Wednesday's figure is an early estimate and is subject to at least two further revisions in the coming months. It is compiled using 40% of the data gathered for later revisions.

The UK economy was last in recession in 2009.


Prime Minister David Cameron said the figures were "very, very disappointing".

Ed Miliband: "Arrogant, posh boys just don't get it"

"I don't seek to excuse them, I don't seek to try to explain them away," he said at Prime Minister's Questions.

"There is no complacency at all in this government in dealing with what is a very tough situation, which frankly has just got tougher."

He said it was "painstaking, difficult" work, but the government would stick with its plans and do "everything we can" to generate growth.

Labour leader Ed Miliband said the figures were "catastrophic" and asked Mr Cameron what his excuse was.

"This is a recession made by him and the chancellor in Downing Street. It is his catastrophic economic policy that has landed us back in recession," Mr Miliband said.

Construction questions

The ONS said output of the production industries decreased by 0.4%, construction decreased by 3%. Output of the services sector, which includes retail, increased by 0.1%, after falling a month earlier.

These figures are slightly worse than many expected, but the fact that the UK is now technically back in recession should not detract from the underlying reality, which is very much as predicted.

The UK economy has been bumping along the bottom for more than a year and is still struggling to gain momentum.

Many have questioned the dire numbers for the construction sector, which accounts for less than 7% of the economy, but has done much to pull the GDP figure into negative territory.

The sharp fall in output from the production sector is also at odds with recent business surveys (though manufacturing has not fallen as the sector overall).

However, this preliminary figure is consistent with the message coming from official and private data - that the UK was once again relying heavily on services and consumption by households. That suggests the recovery will continue to be weak, though whether we will see further quarters of negative growth is very much an open question.

It added that a fall in government spending had contributed to the particularly large fall in the construction sector.
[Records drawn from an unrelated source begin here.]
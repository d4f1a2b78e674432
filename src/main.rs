//! Web Tester server.
//!
//! Entry point: loads configuration, installs logging and serves the app.

use std::sync::Arc;

use mimalloc::MiMalloc;
use tracing::info;

use web_tester::config::AppConfig;
use web_tester::server::start_server;
use web_tester::telemetry;

/// Global allocator for improved performance (M-MIMALLOC-APPS).
#[global_allocator]
static GLOBAL: MiMalloc = MiMalloc;

#[tokio::main]
async fn main() -> anyhow::Result<()> {
    // Load .env (if present)
    let _ = dotenvy::dotenv();

    let config = match AppConfig::load() {
        Ok(config) => config,
        Err(e) => {
            eprintln!("Configuration error: {e}");
            std::process::exit(1);
        }
    };

    telemetry::init(config.logging.json);

    info!(
        name: "config.loaded",
        address = %config.bind_address(),
        prefs_path = %config.storage.prefs_path.display(),
        static_dir = %config.server.static_dir.display(),
        "Configuration loaded"
    );

    start_server(Arc::new(config)).await
}
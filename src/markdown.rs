//! Markdown rendering for chat messages.
//!
//! GitHub-flavoured extensions (tables, strikethrough, task lists) are on,
//! single newlines render as line breaks, raw HTML in a message is shown as
//! text, and links open in a new tab without a referrer.

use maud::{Markup, PreEscaped};
use pulldown_cmark::{Event, Options, Parser, html};

const LINK_OPEN: &str = "<a href=";
const LINK_OPEN_NEW_TAB: &str = r#"<a target="_blank" rel="noreferrer" href="#;

fn options() -> Options {
    let mut options = Options::empty();
    options.insert(Options::ENABLE_TABLES);
    options.insert(Options::ENABLE_STRIKETHROUGH);
    options.insert(Options::ENABLE_TASKLISTS);
    options
}

/// Render `source` to an HTML string.
#[must_use]
pub fn to_html(source: &str) -> String {
    let events = Parser::new_ext(source, options()).map(|event| match event {
        Event::SoftBreak => Event::HardBreak,
        Event::Html(raw) | Event::InlineHtml(raw) => Event::Text(raw),
        other => other,
    });

    let mut out = String::with_capacity(source.len() * 3 / 2);
    html::push_html(&mut out, events);

    // Raw HTML is escaped above, so every anchor in the output is a link.
    out.replace(LINK_OPEN, LINK_OPEN_NEW_TAB)
}

/// Render `source` as pre-escaped markup.
#[must_use]
pub fn render(source: &str) -> Markup {
    PreEscaped(to_html(source))
}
"The huge cuts to public spending - 25% in public sector housing and 24% in public non-housing and with a further 10% cuts to both anticipated for 2013 - have left a hole too big for other sectors to fill," said Judy Lowe, deputy chairman of industry body CITB-ConstructionSkills, said.

Some have questioned the validity of the ONS's figures, particularly on the construction industry, which has been particularly volatile in recent quarters.

But Joe Grice, chief economic adviser to the ONS, said the construction data was based on a survey of 8,000 companies and had been carefully checked and double checked.

The latest figures supported the view that the economy had been "flattish" in the past few quarters, he added.

Over the last year and a half, the economy has fluctuated between quarters of growth and contraction.

Bank of England governor Sir Mervyn King has previously warned that the economy will continue to "zig zag" this year.

He had forecast growth in the first quarter but then a contraction in the second quarter, when the extra bank holiday for the Queen's Diamond Jubilee is expected to reduce output.

'At odds'

"It is clearly not good news, the missing link in the economy has been confidence," said Graeme Leach, chief economist at the Institute of Directors told BBC News.

"We're part of a very strong automotive sector," says Midlands car parts maker Lander Automotive

"These are relatively small falls, so we shouldn't be too alarmist.

"[But] regardless of the figures, it is the message that comes out to business - to be cautious - exactly when we want them to be a little more aggressive in terms of recruitment and investment."

However, some pointed to other recent business surveys, which painted a more positive picture of the economy.

"These figures are at odds with the experiences of many UK businesses, which continue to operate with guarded optimism," said David Kern, chief economist at the British Chambers of Commerce.

He added that he expected the preliminary estimate to be revised upwards when more information became available.

The estimate for construction output is based on published data for the first two months of the quarter, and an estimation for the third month.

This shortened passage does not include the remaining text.